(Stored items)
=== Section Start ===

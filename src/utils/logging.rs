/// 日志工具模块
///
/// 提供日志初始化和格式化输出的辅助函数
use tracing::info;
use tracing_subscriber::EnvFilter;

use crate::config::Config;
use crate::models::HandoffPayload;

/// 初始化日志
///
/// `RUST_LOG` 优先于配置中的过滤规则；`verbose_logging` 打开时使用 debug 级别。
/// 重复调用不会报错（测试中会多次调用）。
pub fn init(config: &Config) {
    let fallback = if config.verbose_logging {
        "debug"
    } else {
        config.log_filter.as_str()
    };
    let filter = EnvFilter::try_from_default_env().unwrap_or_else(|_| EnvFilter::new(fallback));

    let _ = tracing_subscriber::fmt()
        .with_env_filter(filter)
        .with_target(false)
        .try_init();
}

/// 记录程序启动信息
pub fn log_startup(config: &Config) {
    info!("{}", "=".repeat(60));
    info!("🚀 程序启动 - 拍照出题");
    info!(
        "启动时间: {}",
        chrono::Local::now().format("%Y-%m-%d %H:%M:%S")
    );
    info!("🔍 OCR 服务: {}", config.ocr_api_url);
    info!("🤖 LLM 模型: {}", config.llm_model_name);
    info!(
        "📏 出题条件: 至少 {} 词，每 {} 词一道题，最多 {} 道",
        config.min_words_for_generation, config.words_per_question, config.max_question_ceiling
    );
    info!("{}", "=".repeat(60));
}

/// 记录交接信息
pub fn log_handoff(payload: &HandoffPayload, warning: Option<&str>) {
    info!("\n{}", "─".repeat(60));
    info!(
        "✓ 已交接到复核页面: {}/{} 道 {} 题 (难度: {})",
        payload.generated_count,
        payload.count,
        payload.question_type.as_str(),
        payload.difficulty.as_str()
    );
    info!("原文: {}", truncate_text(&payload.original_text, 60));
    if let Some(message) = warning {
        info!("⚠️ {}", message);
    }
    info!("{}", "─".repeat(60));
}

/// 截断长文本用于日志显示
///
/// # 参数
/// - `text`: 原始文本
/// - `max_len`: 最大字符数
pub fn truncate_text(text: &str, max_len: usize) -> String {
    if text.chars().count() > max_len {
        text.chars().take(max_len).collect::<String>() + "..."
    } else {
        text.to_string()
    }
}

#[cfg(test)]
mod tests {
    use super::*;

    #[test]
    fn test_truncate_text() {
        assert_eq!(truncate_text("短文本", 10), "短文本");
        assert_eq!(truncate_text("abcdefgh", 3), "abc...");
        assert_eq!(truncate_text("光合作用是植物", 4), "光合作用...");
    }

    #[test]
    fn test_init_twice_is_harmless() {
        let config = Config::default();
        init(&config);
        init(&config);
    }
}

=== Section End ===

Required action
Without omission, return all of the records exactly as given.

Your response
filename src/utils/logging.rs
/// 日志工具模块
///
/// 提供日志初始化和格式化输出的辅助函数
use tracing::info;
use tracing_subscriber::EnvFilter;

use crate::config::Config;
use crate::models::HandoffPayload;

/// 初始化日志
///
/// `RUST_LOG` 优先于配置中的过滤规则；`verbose_logging` 打开时使用 debug 级别。
/// 重复调用不会报错（测试中会多次调用）。
pub fn init(config: &Config) {
    let fallback = if config.verbose_logging {
        "debug"
    } else {
        config.log_filter.as_str()
    };
    let filter = EnvFilter::try_from_default_env().unwrap_or_else(|_| EnvFilter::new(fallback));

    let _ = tracing_subscriber::fmt()
        .with_env_filter(filter)
        .with_target(false)
        .try_init();
}

/// 记录程序启动信息
pub fn log_startup(config: &Config) {
    info!("{}", "=".repeat(60));
    info!("🚀 程序启动 - 拍照出题");
    info!(
        "启动时间: {}",
        chrono::Local::now().format("%Y-%m-%d %H:%M:%S")
    );
    info!("🔍 OCR 服务: {}", config.ocr_api_url);
    info!("🤖 LLM 模型: {}", config.llm_model_name);
    info!(
        "📏 出题条件: 至少 {} 词，每 {} 词一道题，最多 {} 道",
        config.min_words_for_generation, config.words_per_question, config.max_question_ceiling
    );
    info!("{}", "=".repeat(60));
}

/// 记录交接信息
pub fn log_handoff(payload: &HandoffPayload, warning: Option<&str>) {
    info!("\n{}", "─".repeat(60));
    info!(
        "✓ 已交接到复核页面: {}/{} 道 {} 题 (难度: {})",
        payload.generated_count,
        payload.count,
        payload.question_type.as_str(),
        payload.difficulty.as_str()
    );
    info!("原文: {}", truncate_text(&payload.original_text, 60));
    if let Some(message) = warning {
        info!("⚠️ {}", message);
    }
    info!("{}", "─".repeat(60));
}

/// 截断长文本用于日志显示
///
/// # 参数
/// - `text`: 原始文本
/// - `max_len`: 最大字符数
pub fn truncate_text(text: &str, max_len: usize) -> String {
    if text.chars().count() > max_len {
        text.chars().take(max_len).collect::<String>() + "..."
    } else {
        text.to_string()
    }
}

#[cfg(test)]
mod tests {
    use super::*;

    #[test]
    fn test_truncate_text() {
        assert_eq!(truncate_text("短文本", 10), "短文本");
        assert_eq!(truncate_text("abcdefgh", 3), "abc...");
        assert_eq!(truncate_text("光合作用是植物", 4), "光合作用...");
    }

    #[test]
    fn test_init_twice_is_harmless() {
        let config = Config::default();
        init(&config);
        init(&config);
    }
}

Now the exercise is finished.